Statistical Analysis

The eligibility rate was calculated as the number of respondents meeting the inclusion criteria (aged 18-34 years and ever using tobacco during the soft launch; for the main launch, just ages 18-34 years) divided by the total number of respondents who were contacted and who answered the screening questions about age (and tobacco use early in the study). Second, we calculated the American Association for Public Opinion Research response rate 3 for screening, for extended surveys, and overall [15]. The screening response rate 3 is calculated as the number of completed screeners (eligibility questions) divided by the estimated number of sampled phone numbers active and used for personal calls. Importantly, it includes in the denominator an estimate of the eligible numbers among the dialed numbers where eligibility could not be determined. Since a vast number of the dialed numbers fall in this category, it is instructive to look at the overall response rates as well as the extended survey (ie, among those for whom eligibility could be established), the latter of which is also known as cooperation rate.

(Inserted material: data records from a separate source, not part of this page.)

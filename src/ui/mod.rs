pub mod assets;
pub mod components;
pub mod history_card;
pub mod input;
pub mod layout;
pub mod popular_card;
pub mod preview;
pub mod semantics;
pub mod terminal_guard;
pub mod text;
pub mod theme;

pub use ::mvi;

Sample representativeness across data collection modes was assessed by comparing the base-weighted NYAHS demographic distribution for sex (male and female), age (18-21 years, 22-24 years, 25-29 years, and 30-34 years), and race or ethnicity (White, non-Latino; Black, non-Latino; Asian, non-Latino; Latino; and other) against population distribution from the ACS. Single-mode telephone and sequential telephone-to-web mixed mode was collapsed as their protocols are identical at baseline. Because the calibration of base-weighted demographic distributions to population values is based only on point estimates, we did not present confidence intervals as a measure of precision. Rather, we used the National Center for Health Statistics Data Presentation Standards for Proportions criteria for reliability to suppress data that are not reliable [16].

The impact of sampling design and calibration on statistical precision is summarized with the sampling design effect (DEFF). DEFF is the ratio of variance under the complex sampling design to the variance under a simple random sample for a given estimate. We calculated DEFF as presented by Kish [17], who incorporates the correlation of sampling weights with the outcome, and presented it overall and by key subpopulations.

To assess bias in cigarette smoking prevalence, we compared the estimated prevalence from the NYAHS combined across data collection modes to the National Health Interview Survey (NHIS) [18]. The NHIS is an in-person interviewer-mediated national survey that uses area probability sampling. Thus, it is not subject to any bias resulting from an RDD approach or due to push-to-web survey following telephone recruitment. Cigarette smoking was selected as a comparison benchmark as its measurement has long been standardized. By contrast, newer products do not have uniform question wording across surveillance systems; thus, they lack a gold standard measurement. Current smokers were defined as individuals who have smoked at least 100 cigarettes in their lifetime and who currently smoke every day or some days. We presented point estimates with 95% CI calculated using the logit method. The NHIS and NYAHS estimates were generated using final sampling weights and are presented with unweighted numerators and denominators. Consistency of prevalence estimates were judged by comparing the point estimates and the degree of overlap of confidence intervals. The estimates were suppressed from tables and figures if they did not meet the National Center for Health Statistics Data Presentation Standards for Proportions [16]. All analyses were conducted using the survey package in R [13,14].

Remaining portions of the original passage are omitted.